This is a three-page typewritten deposition made by Edith Sophie Doris Ruthning, one of three sisters, outlining the legal circumstances leading to a judgement being given against them in the Supreme Court of Queensland in relation to the noisy fowls and roosters kept by their neighbour Thomas Tarran Ferguson. She also identified that the matter at issue between the neighbours was of a value greater than £300. The deposition was sworn before Justice of the Peace, Arthur A Joyce, on 28 February 1930 and forms part of a High Court of Australia file, No. 1 of 1930.

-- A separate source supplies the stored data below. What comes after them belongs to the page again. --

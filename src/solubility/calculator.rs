use serde::Serialize;

use crate::chemistry::{Gas, KELVIN_OFFSET, PPM, UMOL_PER_MOL, ambient_pressure_atm, select_model};
use crate::models::{Conditions, Sample};

/// Compact result for higher-level callers (e.g. CLI or API).
///
/// Fields:
/// - `gas`: the gas the sample was measured for
/// - `dissolved_mol_per_l`: equilibrium aqueous concentration, mol/L
/// - `dissolved_umol_per_l`: the same concentration in µmol/L (×1e6)
/// - `kh_mol_per_l_atm`: the solubility constant used, mol/(L·atm)
/// - `pressure_atm`: the ambient pressure used, atm
/// - `temperature_k`: sample temperature, K
/// - `salinity_psu`: sample salinity, PSU
#[derive(Serialize, Debug, Clone)]
pub struct CalculationSummary {
    pub gas: Gas,
    pub dissolved_mol_per_l: f64,
    pub dissolved_umol_per_l: f64,
    pub kh_mol_per_l_atm: f64,
    pub pressure_atm: f64,
    pub temperature_k: f64,
    pub salinity_psu: f64,
}

/// Equilibrium dissolved-gas concentration (mol/L) for a headspace sample.
///
/// Implements the Henry's-law mass balance `Cw = KH · x · P`:
///
/// 1. Convert units: `TK = t_c + 273.15`, headspace ppm to mole fraction.
/// 2. Resolve ambient pressure: an explicit `p_atm` wins and `z_m` is ignored;
///    otherwise 1 atm at the surface plus 1 atm per 10 m of `z_m`.
/// 3. Select and evaluate the solubility model for the gas and the
///    `temp_adj`/`sal_adj` flags (see [`select_model`]).
/// 4. Multiply out.
///
/// Pure and deterministic: repeated calls with identical arguments return
/// bit-identical results. Inputs are not validated; a negative `x` or a
/// sub-absolute-zero `t_c` produce numerically defined but physically
/// meaningless values.
pub fn dissolved_mol_per_l(sample: &Sample, cond: &Conditions) -> f64 {
    let tk = cond.t_c + KELVIN_OFFSET;
    let xp = sample.x / PPM;
    let p = ambient_pressure_atm(cond.p_atm, cond.z_m);
    let kh =
        select_model(sample.gas, cond.temp_adj, cond.sal_adj).solubility_mol_per_l_atm(tk, cond.s);
    kh * xp * p
}

/// Solubility constant KH (mol/(L·atm)) for a gas under the given conditions.
///
/// Convenient when the caller wants the Henry's-law constant itself rather
/// than a concentration, e.g. to apply it to several headspace readings.
pub fn kh_from_conditions(gas: Gas, cond: &Conditions) -> f64 {
    let tk = cond.t_c + KELVIN_OFFSET;
    select_model(gas, cond.temp_adj, cond.sal_adj).solubility_mol_per_l_atm(tk, cond.s)
}

/// Compute a `CalculationSummary` for the given sample and conditions.
///
/// Runs the same arithmetic as [`dissolved_mol_per_l`] and additionally reports
/// the intermediate quantities (KH, resolved pressure, temperature in K) that a
/// reader needs to check a result against the underlying formulas.
pub fn compute_summary(sample: &Sample, cond: &Conditions) -> CalculationSummary {
    let tk = cond.t_c + KELVIN_OFFSET;
    let p = ambient_pressure_atm(cond.p_atm, cond.z_m);
    let kh =
        select_model(sample.gas, cond.temp_adj, cond.sal_adj).solubility_mol_per_l_atm(tk, cond.s);
    let cw = kh * (sample.x / PPM) * p;

    CalculationSummary {
        gas: sample.gas,
        dissolved_mol_per_l: cw,
        dissolved_umol_per_l: cw * UMOL_PER_MOL,
        kh_mol_per_l_atm: kh,
        pressure_atm: p,
        temperature_k: tk,
        salinity_psu: cond.s,
    }
}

- This deposition was part of the paperwork for the Ruthning sisters' appeal to the High Court of Australia to try to silence their neighbour's crowing roosters and it illustrates how neighbourhood disputes can escalate to the highest court in the nation. By providing the deposition, the sisters were giving notice of an appeal against a decision in favour of their poultry-keeping neighbour Thomas Ferguson that had been heard in the Supreme Court of Queensland on 12 February 1930.
- Although the roosters were probably a long-running issue, once the Ruthning sisters took their neighbour to court, matters escalated quickly and expensively, as described here. In 1929 the sisters were successful in gaining an injunction against Ferguson and costs of 40 guineas. Ferguson then successfully appealed to the full Supreme Court and was awarded costs plus the recovery of the 40 guineas. The High Court appeal followed, with the sisters seeking full costs.
- By 1930 the High Court of Australia had a wide-ranging appellate jurisdiction and a heavy appellate case load, in addition to its work of interpreting Australia's Constitution. The High Court had been formally established in 1901, as provided for by Section 71 of the Constitution, with the dual functions of being Australia's final court of appeal and its Constitutional court.
- It is clear from the deposition that the Ruthning sisters were appealing to the High Court 'as of right' rather than asking for leave or permission to appeal. The right that allowed them to appeal was the proprietary right to reside at their home 'free of the intolerable noises complained of'. In 1930 appeals as of right to the High Court could only proceed if the value of the right at stake was more than £300, hence the reference to this figure. In 1984 such appeals were abolished.
- Although initially caught up in the escalating appeal process, the Ruthning sisters probably received advice that a High Court appeal would either be very expensive or unlikely to succeed and on 14 March 1930 they abandoned their appeal. Substantially out of pocket from their neighbour's successful Supreme Court appeal, they would henceforth have had to put up with the roosters.